Tampas media trio
The week before WFLA-TV boxed up 45 years of history, filling the old tin-roofed newsroom that once served as the station's prop room and carpenter shop, someone taped a sign to a newsroom door: "No one can limit your dreams, so don't be afraid to dream large. The Big Move 2000."
Indeed, wfla's big move last month is a dream for the station in Tampa, the nation's 13th-largest TV market. But it involves more than just relocating to its new four-story, concrete-and-glass, fully digital "news center" overlooking the scenic Hillsborough River in downtown Tampa. The "news center" is also the new home of wfla's corporate siblings, the Media General-owned Tampa Tribune and Tampa Bay Online (TBO).
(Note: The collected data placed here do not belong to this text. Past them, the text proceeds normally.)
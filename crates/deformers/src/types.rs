//! Persistent per-node state.
//!
//! Hosts store these values in hidden node attributes between evaluations,
//! so both types serialize, and [`RestState`] also casts to a flat array of
//! doubles for hosts that persist raw attribute blocks.

use geometry::EdgeMesh;
use glam::DVec3;
use serde::{Deserialize, Serialize};

/// Lagging anchor of the secondary-motion follower.
///
/// Both vectors start at zero and are only changed by the follower update.
#[derive(
    Debug, Clone, Copy, Default, PartialEq, Serialize, Deserialize, bytemuck::Pod, bytemuck::Zeroable,
)]
#[repr(C)]
pub struct RestState {
    /// Smoothed position that trails the driver
    pub position_rest: DVec3,
    /// Smoothed per-step velocity
    pub velocity_rest: DVec3,
}

impl RestState {
    /// Zero both vectors.
    pub fn reset(&mut self) {
        *self = Self::default();
    }

    /// `[px, py, pz, vx, vy, vz]`, the layout of the host's hidden attributes.
    pub fn to_array(self) -> [f64; 6] {
        bytemuck::cast(self)
    }

    pub fn from_array(values: [f64; 6]) -> Self {
        bytemuck::cast(values)
    }
}

/// Rest-mesh edge lengths, indexed by edge id.
///
/// The cache is refilled from the rest mesh on every evaluation, reusing its
/// allocation, so output never depends on stale lengths.
#[derive(Debug, Clone, Default, PartialEq, Serialize, Deserialize)]
pub struct EdgeLengthCache {
    lengths: Vec<f64>,
}

impl EdgeLengthCache {
    pub fn new() -> Self {
        Self::default()
    }

    /// Replace the cached lengths with the current edge lengths of `mesh`.
    pub fn refresh(&mut self, mesh: &EdgeMesh) {
        mesh.write_edge_lengths(&mut self.lengths);
    }

    /// Whether the cache has one entry per edge of `mesh`.
    pub fn matches(&self, mesh: &EdgeMesh) -> bool {
        self.lengths.len() == mesh.edge_count()
    }

    pub fn len(&self) -> usize {
        self.lengths.len()
    }

    pub fn is_empty(&self) -> bool {
        self.lengths.is_empty()
    }

    pub fn as_slice(&self) -> &[f64] {
        &self.lengths
    }

    pub fn clear(&mut self) {
        self.lengths.clear();
    }
}

#[cfg(test)]
mod tests {
    use super::*;

    #[test]
    fn test_rest_state_starts_at_zero() {
        let state = RestState::default();
        assert_eq!(state.position_rest, DVec3::ZERO);
        assert_eq!(state.velocity_rest, DVec3::ZERO);
    }

    #[test]
    fn test_rest_state_array_layout() {
        let state = RestState {
            position_rest: DVec3::new(1.0, 2.0, 3.0),
            velocity_rest: DVec3::new(4.0, 5.0, 6.0),
        };
        assert_eq!(state.to_array(), [1.0, 2.0, 3.0, 4.0, 5.0, 6.0]);
        assert_eq!(RestState::from_array(state.to_array()), state);
    }

    #[test]
    fn test_edge_cache_refresh() {
        let mesh = EdgeMesh::from_triangles(
            vec![DVec3::ZERO, DVec3::new(3.0, 0.0, 0.0), DVec3::new(0.0, 4.0, 0.0)],
            &[0, 1, 2],
        )
        .unwrap();
        let mut cache = EdgeLengthCache::new();
        assert!(cache.is_empty());
        assert!(!cache.matches(&mesh));

        cache.refresh(&mesh);
        assert_eq!(cache.len(), 3);
        assert!(cache.matches(&mesh));
        assert_eq!(cache.as_slice(), &[3.0, 5.0, 4.0]);
    }
}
Together the three news organizations have launched a new kind of "converged journalism." No doubt other newspapers and television groups across the country are watching this media marriage to see if a large-scale multimedia cooperative can capture greater audiences, strengthen its brands, and slow the steady loss of TV-news viewers and newspaper circulation.
Dozens of television stations and cable operations have launched partnerships with newspapers that involve occasional joint ventures on special projects or community service efforts. (See story on page 50 for combinations in other markets.) But the Media General convergence in Tampa is significantly different in its nature and size.
Wfla News Director Dan Bradley says the television station, the Tampa Tribune and TBO will share their journalism minute-to-minute, 24 hours a day, every day. They share space on what has been dubbed the "superdesk," which coordinates crews, provides news research and tracks news developments. The move also signals a change in the way journalists at all three media organizations will work. Reporters, who once filed stories just for television or just for print, may find themselves working on a TV story, writing a newspaper article and producing an online version as well.
The convergence works in other areas too. Newspaper photojournalists will carry still and video cameras on assignments. Video journalists are learning what newspaper photo editors look for, since their pictures may be used in the paper, on TV, online or for all three.
"It boggles my mind," says wfla Managing Editor Susan DeFraties. "On a typical day right now, I have eight or nine reporters I can send out on daily news assignments. With the convergence, I have access to more than 100 Tribune reporters who are out there gathering news."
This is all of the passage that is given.